Ten years later, another Virginian (John Taylor of Caroline) expressed the same fear: that Congress could “effect a general emancipation, by imposing upon the property thus intended to be secured [the slaves intended to be freed], an excise or duty so exorbitant as to deprive it of its value.
Tax policy could have ended slavery, but of course, that did not happen. Tax policy, in fact, continues to perpetuate the racial and wealth divide in America. But, it doesn’t have to. We can write the kind of tax policy that would narrow that divide right now if we had the political will.
In an interview, Adam Smith, author of Essays on the Relationship Between Tax Law and Racial Economic Justice: Black Tax, said, “Because African American and Latinos rely more on ordinary income than the wealthy, reducing or eliminating the tax code’s preferential treatment for capital gains income could narrow the racial wealth divide.”
Trump’s Terrible “New Deal” for Black Americans
In 2016 Donald Trump offered African-Americans a “New Deal” that would supposedly benefit black Americans. He said, “my plan to lower the business tax from 35 percent to 15 percent will bring thousands of new companies onto our shores. It also includes a massive middle-class tax cut, tax-free childcare savings accounts, and childcare tax deductions and credits.” Trump’s current tax proposal accomplishes none of this for African-Americans. In fact, it cuts benefits from Medicaid, Obamacare subsidies, and social programs.

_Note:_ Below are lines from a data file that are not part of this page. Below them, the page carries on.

//! CLI tool for card validation.
//!
//! # Usage
//!
//! ```bash
//! # Validate a card number offline
//! card-validator validate "4111 1111 1111 1111"
//!
//! # Validate and look up issuer data
//! card-validator validate 4571736000000075 --enrich --output json
//!
//! # Checksum, network, masking
//! card-validator luhn 4111111111111111
//! card-validator detect 378282246310005
//! card-validator mask 4111111111111111
//!
//! # Check digit for a partial number
//! card-validator check-digit 411111111111111
//! ```

use std::process::ExitCode;
use std::time::Duration;

use card_validator::config::{DEFAULT_BIN_SERVICE_URL, DEFAULT_HTTP_TIMEOUT};
use card_validator::luhn::generate_check_digit;
use card_validator::{
    classify, luhn_check, mask_for_logging, sanitize, ValidationResult, Validator,
    ValidatorConfig,
};
use clap::{Parser, Subcommand, ValueEnum};

#[derive(Parser)]
#[command(name = "card-validator")]
#[command(author, version, about = "Payment card validation tool")]
struct Cli {
    #[command(subcommand)]
    command: Commands,
}

#[derive(Subcommand)]
enum Commands {
    /// Validate a card number
    Validate {
        /// Card number to validate (spaces and dashes allowed)
        card_number: String,

        /// Look up issuer data for valid numbers
        #[arg(short, long)]
        enrich: bool,

        /// BIN lookup timeout in seconds
        #[arg(long, default_value_t = DEFAULT_HTTP_TIMEOUT.as_secs())]
        timeout: u64,

        /// Base URL of the BIN lookup service
        #[arg(long, default_value = DEFAULT_BIN_SERVICE_URL)]
        bin_service_url: String,

        /// Output format
        #[arg(short, long, default_value = "text")]
        output: OutputFormat,
    },

    /// Check if a card passes the Luhn algorithm
    Luhn {
        /// Card number to check
        card_number: String,
    },

    /// Detect the card network
    Detect {
        /// Card number to classify
        card_number: String,
    },

    /// Mask a card number for logs
    Mask {
        /// Card number to mask
        card_number: String,
    },

    /// Compute the Luhn check digit for a partial number
    CheckDigit {
        /// Digits without the check digit
        partial: String,
    },
}

#[derive(Clone, Copy, ValueEnum)]
enum OutputFormat {
    Text,
    Json,
}

#[tokio::main]
async fn main() -> ExitCode {
    let cli = Cli::parse();

    match cli.command {
        Commands::Validate {
            card_number,
            enrich,
            timeout,
            bin_service_url,
            output,
        } => {
            let config = ValidatorConfig::default()
                .with_bin_lookup(enrich)
                .with_timeout(Duration::from_secs(timeout))
                .with_service_url(bin_service_url);
            cmd_validate(&card_number, config, output).await
        }
        Commands::Luhn { card_number } => cmd_luhn(&card_number),
        Commands::Detect { card_number } => cmd_detect(&card_number),
        Commands::Mask { card_number } => cmd_mask(&card_number),
        Commands::CheckDigit { partial } => cmd_check_digit(&partial),
    }
}

async fn cmd_validate(card_number: &str, config: ValidatorConfig, output: OutputFormat) -> ExitCode {
    let validator = match Validator::new(config) {
        Ok(v) => v,
        Err(e) => {
            eprintln!("Error: {}", e);
            return ExitCode::FAILURE;
        }
    };

    match validator.validate_card(card_number).await {
        Ok(result) => {
            match output {
                OutputFormat::Text => print_text(&result),
                OutputFormat::Json => print_json(&result),
            }
            if result.valid {
                ExitCode::SUCCESS
            } else {
                ExitCode::FAILURE
            }
        }
        Err(e) => {
            match output {
                OutputFormat::Text => {
                    println!("Valid: no");
                    println!("Error: {}", e);
                }
                OutputFormat::Json => {
                    let body = serde_json::json!({ "valid": false, "error": e.to_string() });
                    println!("{:#}", body);
                }
            }
            ExitCode::FAILURE
        }
    }
}

fn print_text(result: &ValidationResult) {
    println!("Valid: {}", if result.valid { "yes" } else { "no" });
    println!("Card Type: {}", result.card_type.name());
    println!("Masked: {}", result.masked());
    println!("BIN: {}", result.bin);
    println!("Last Four: {}", result.last_four);

    if result.is_enriched() {
        println!("Scheme: {}", result.scheme);
        println!("Brand: {}", result.card_brand);
        println!("Kind: {}", result.card_kind);
        println!("Country: {} {}", result.country.name, result.country.emoji);
        println!("Bank: {}", result.bank.name);
    }
}

fn print_json(result: &ValidationResult) {
    // Full digits never leave the process.
    let mut shown = result.clone();
    shown.card_number = result.masked();

    match serde_json::to_string_pretty(&shown) {
        Ok(json) => println!("{}", json),
        Err(e) => eprintln!("Error: {}", e),
    }
}

fn cmd_luhn(card_number: &str) -> ExitCode {
    let passes = sanitize(card_number)
        .map(|digits| luhn_check(&digits))
        .unwrap_or(false);

    if passes {
        println!("Luhn check: PASS");
        ExitCode::SUCCESS
    } else {
        println!("Luhn check: FAIL");
        ExitCode::FAILURE
    }
}

fn cmd_detect(card_number: &str) -> ExitCode {
    match sanitize(card_number) {
        Ok(digits) => {
            let card_type = classify(&digits);
            println!("Card Type: {}", card_type.name());
            if card_type.is_known() {
                ExitCode::SUCCESS
            } else {
                ExitCode::FAILURE
            }
        }
        Err(e) => {
            eprintln!("Error: {}", e);
            ExitCode::FAILURE
        }
    }
}

fn cmd_mask(card_number: &str) -> ExitCode {
    match sanitize(card_number) {
        Ok(digits) => {
            println!("{}", mask_for_logging(&digits));
            ExitCode::SUCCESS
        }
        Err(e) => {
            eprintln!("Error: {}", e);
            ExitCode::FAILURE
        }
    }
}

fn cmd_check_digit(partial: &str) -> ExitCode {
    let digits: Vec<u8> = partial
        .chars()
        .filter_map(|c| c.to_digit(10))
        .map(|d| d as u8)
        .collect();

    if digits.is_empty() {
        eprintln!("Error: No digits provided");
        return ExitCode::FAILURE;
    }

    let check = generate_check_digit(&digits);
    let full: String = digits
        .iter()
        .chain(std::iter::once(&check))
        .map(|d| char::from(b'0' + d))
        .collect();

    println!("Check Digit: {}", check);
    println!("Full Number: {}", full);
    ExitCode::SUCCESS
}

According to Newsweek, the new tax plan penalizes lower-class underinsured Americans by ending the medical expense deduction which allows Americans to deduct qualified medical expenses that exceed 10% of their income for the year. The GOP also looks to undermine Obamacare’s expansion of Medicaid and subsidized coverage, which lowered the uninsured rate of non-elderly African Americans from nearly 19 percent to just under 12 percent by eliminating those benefits.
The poverty rate in America has dropped to 12.7 percent in 2016, but poverty for black Americans is 22 percent. Many people living in poverty rely on social programs to survive. In short, the wealth divide would grow significantly under Trump’s tax plan.

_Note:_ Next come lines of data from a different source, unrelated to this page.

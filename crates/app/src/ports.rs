//! Port definitions — traits that adapters implement.
//!
//! Ports are the boundaries between the application core and the outside world.
//! They are defined here (in `app`) so that both the use-case layer and the
//! adapter layer can depend on them without creating circular dependencies.

pub mod storage;

pub use storage::DeviceRepository;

Trump’s tax plan perpetuates the history of valuing property-owning wealthy white Americans. Only 17 percent of businesses are minority owned and from 2000 to 2015, black homeownership rate dropped to roughly 41% while the homeownership rate among white Americans is about 71%, however, business owners, and homeowners stand to gain under the new proposals.
A 2017 study from the Institute of Policy Studies indicates that between 1983 and 2013, the wealth of median Black and Latino households decreased by 75% (from $6,800 to $1,700) and 50% (from $4,000 to $2,000), respectively, while median white household wealth rose by 14% (from $102,200 to $116,800).
African Americans Face a Bleak Future
The declining wealth of black households offers a bleak picture of the future. If the racial wealth divide is left unaddressed, median Black household wealth is on a path to hit zero by 2053 while median white household wealth would climb to $137,000 by 2053.
None of this is by accident. Make no mistake about it: the goal of the tax plan is to marginalize black Americans and protect white supremacy through tax law. It’s time we summoned the will to fight for racial equality through changes in our tax policy.